LPA toured the physical plant, conducted interviews with staff, and reviewed C1's record. LPA was unable to interview C1 today. Based on interviews conducted, S1 informed Director immediately of what was witnessed between parent and child. S1 was trying to pick up belongings inside of facility due to end of shift when incident was witnessed. All other staff and children present were outside in the play yard at the time of the incident. Director came inside the facility to check on C1 and P1. Director spoke to P1 but P1 made no mention of what was witnessed. Director also informed P2 about the incident.

No deficiencies were cited today. The facility reported the incident to CCLD promptly. A follow up visit may be required at a later date.

This report was reviewed and discussed with Director Teresa Thomas. A copy of the report was provided.

This report must be available in the facility for public review.
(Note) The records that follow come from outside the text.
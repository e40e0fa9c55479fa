//! Core type definitions for Formwork.
//!
//! This crate defines the engine-agnostic types shared by the schema compiler
//! and the operation engine:
//! - [`Record`] — the plain key/value object every input, entity and change set uses
//! - [`Summary`] — the read-only snapshot handed to callbacks and lifecycle handlers
//! - [`FieldError`] / [`ErrorPayload`] — per-field failure reasons and metadata
//! - [`ErrorTool`] — the pluggable aggregator that turns field failures into an error
//! - [`SchemaDefinitionError`] — the compile-time schema error
//!
//! Nothing here knows about property categories or dependency graphs; those
//! live in `formwork-model`.

mod error;
mod error_tool;
mod summary;

pub use error::{
    ErrorMessage, ErrorPayload, FieldError, OperationError, SchemaDefinitionError, SchemaResult,
};
pub use error_tool::{DefaultErrorTool, ErrorTool};
pub use summary::{Operation, Summary};

/// A plain JSON object: the shape of inputs, entities and change sets.
pub type Record = serde_json::Map<String, serde_json::Value>;
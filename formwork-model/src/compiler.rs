//! Schema definition validator.
//!
//! Consumes raw definitions and options, classifies every property through
//! the rule table, builds the dependency graph and checks the options. Every
//! problem from every property is aggregated before anything is returned.

use crate::graph::DependencyGraph;
use crate::options::{self, SchemaOptions};
use crate::property::PropertyDefinition;
use crate::rules::{self, Category};
use crate::strategy::Strategy;
use formwork_types::{SchemaDefinitionError, SchemaResult};
use std::collections::{BTreeMap, HashMap};
use tracing::debug;

/// Accumulates `field → messages` while a schema compiles.
#[derive(Debug, Default)]
pub(crate) struct DefinitionErrors {
    payload: BTreeMap<String, Vec<String>>,
}

impl DefinitionErrors {
    pub(crate) fn add(&mut self, field: impl Into<String>, message: impl Into<String>) {
        let messages = self.payload.entry(field.into()).or_default();
        let message = message.into();
        if !messages.contains(&message) {
            messages.push(message);
        }
    }

    pub(crate) fn is_empty(&self) -> bool {
        self.payload.is_empty()
    }

    pub(crate) fn finish<T>(self, value: T) -> SchemaResult<T> {
        if self.payload.is_empty() {
            Ok(value)
        } else {
            Err(SchemaDefinitionError {
                payload: self.payload,
            })
        }
    }
}

/// A classified property.
#[derive(Debug)]
pub(crate) struct CompiledProperty {
    pub(crate) name: String,
    pub(crate) category: Category,
    pub(crate) strategy: Strategy,
    pub(crate) definition: PropertyDefinition,
}

/// The immutable result of compilation, shared by every operation.
#[derive(Debug)]
pub(crate) struct CompiledSchema {
    /// Declaration order.
    pub(crate) properties: Vec<CompiledProperty>,
    index: HashMap<String, usize>,
    pub(crate) graph: DependencyGraph,
    pub(crate) options: SchemaOptions,
}

impl CompiledSchema {
    pub(crate) fn property(&self, name: &str) -> Option<&CompiledProperty> {
        self.index.get(name).map(|&i| &self.properties[i])
    }

    /// Maps a caller-supplied key to its property. Alias keys resolve to their
    /// virtual before plain names, because the only property allowed to share
    /// an alias's name is a dependent, which never accepts input.
    pub(crate) fn lookup_input(&self, key: &str) -> Option<&CompiledProperty> {
        match self.graph.virtual_for_alias(key) {
            Some(name) => self.property(name),
            None => self.property(key),
        }
    }

    /// Whether `key` may carry an error reason: an input-accepting property
    /// or an alias.
    pub(crate) fn is_error_key(&self, key: &str) -> bool {
        self.lookup_input(key)
            .is_some_and(|p| p.category.accepts_input())
    }

    pub(crate) fn is_timestamp_key(&self, key: &str) -> bool {
        self.options.timestamps.keys().any(|k| k == key)
    }
}

pub(crate) fn compile(
    definitions: Vec<(String, PropertyDefinition)>,
    options: SchemaOptions,
) -> SchemaResult<CompiledSchema> {
    let mut errors = DefinitionErrors::default();

    if definitions.is_empty() {
        errors.add("schema", "A schema must declare at least one property");
    }

    let mut properties: Vec<CompiledProperty> = Vec::with_capacity(definitions.len());
    let mut index = HashMap::with_capacity(definitions.len());

    for (name, definition) in definitions {
        if name.trim().is_empty() {
            errors.add("schema", "Property names cannot be empty");
            continue;
        }
        if index.contains_key(&name) {
            errors.add(&name, "Property is declared more than once");
            continue;
        }

        let category = rules::classify(&definition);
        for message in rules::check(&definition, category) {
            errors.add(&name, message);
        }

        index.insert(name.clone(), properties.len());
        properties.push(CompiledProperty {
            name,
            category,
            strategy: Strategy::of(category, &definition),
            definition,
        });
    }

    let graph = DependencyGraph::build(&properties, &mut errors);
    options::check(&options, |name| index.contains_key(name), &mut errors);

    if !errors.is_empty() {
        debug!(
            properties = properties.len(),
            "Schema rejected at compile time"
        );
    }

    let schema = errors.finish(CompiledSchema {
        properties,
        index,
        graph,
        options,
    })?;

    debug!(
        properties = schema.properties.len(),
        dependents = schema.graph.evaluation_order().len(),
        "Schema compiled"
    );
    Ok(schema)
}
//! Per-category runtime behaviour.
//!
//! Each property's category is resolved once, at compile time, into a
//! [`Strategy`]. The operation engine only ever consults these tags.

use crate::property::PropertyDefinition;
use crate::rules::Category;

/// Whether caller input is admitted at creation.
#[derive(Debug, Clone, Copy, PartialEq, Eq)]
pub(crate) enum InitPolicy {
    Never,
    Always,
    /// Admitted only if the `shouldInit` gate passes.
    Gated,
}

/// What fills the property when no input was admitted at creation.
#[derive(Debug, Clone, Copy, PartialEq, Eq)]
pub(crate) enum Fallback {
    Constant,
    Default,
    /// The property must be supplied.
    Required,
    Nothing,
}

/// Whether caller input is admitted on update.
#[derive(Debug, Clone, Copy, PartialEq, Eq)]
pub(crate) enum UpdatePolicy {
    Never,
    Open,
    /// Admitted only while the stored value still equals the default.
    WhileDefault,
}

#[derive(Debug, Clone, Copy, PartialEq, Eq)]
pub(crate) struct Strategy {
    pub(crate) init: InitPolicy,
    pub(crate) fallback: Fallback,
    pub(crate) update: UpdatePolicy,
}

impl Strategy {
    pub(crate) fn of(category: Category, definition: &PropertyDefinition) -> Self {
        let gated_init = if definition.should_init.is_some() {
            InitPolicy::Gated
        } else {
            InitPolicy::Always
        };
        let has_default = definition.default.is_some();

        let (init, fallback, update) = match category {
            Category::Constant => (InitPolicy::Never, Fallback::Constant, UpdatePolicy::Never),
            Category::Dependent => (InitPolicy::Never, Fallback::Default, UpdatePolicy::Never),
            Category::Virtual => (gated_init, Fallback::Nothing, UpdatePolicy::Open),
            Category::Lax => (
                gated_init,
                if has_default { Fallback::Default } else { Fallback::Nothing },
                UpdatePolicy::Open,
            ),
            Category::Readonly => (
                gated_init,
                if has_default { Fallback::Default } else { Fallback::Required },
                if definition.should_init.is_some() {
                    UpdatePolicy::WhileDefault
                } else {
                    UpdatePolicy::Never
                },
            ),
            Category::ReadonlyLax => (InitPolicy::Always, Fallback::Default, UpdatePolicy::WhileDefault),
            Category::Required => (InitPolicy::Always, Fallback::Required, UpdatePolicy::Open),
            Category::RequiredBy => (gated_init, Fallback::Default, UpdatePolicy::Open),
        };

        Self {
            init,
            fallback,
            update,
        }
    }
}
Notice of site visit was posted and shall remain posted for 30 days.

SUPERVISOR'S NAME: Alma MaligTELEPHONE: (650) -26-8800
LICENSING EVALUATOR NAME: Marie RodriguezTELEPHONE: (650) 266-8800
LICENSING EVALUATOR SIGNATURE:

DATE: 08/22/2019
I acknowledge receipt of this form and understand my licensing appeal rights as explained and received.
FACILITY REPRESENTATIVE SIGNATURE:

DATE: 08/22/2019
This report must be available at Child Care and Group Home facilities for public review for 3 years.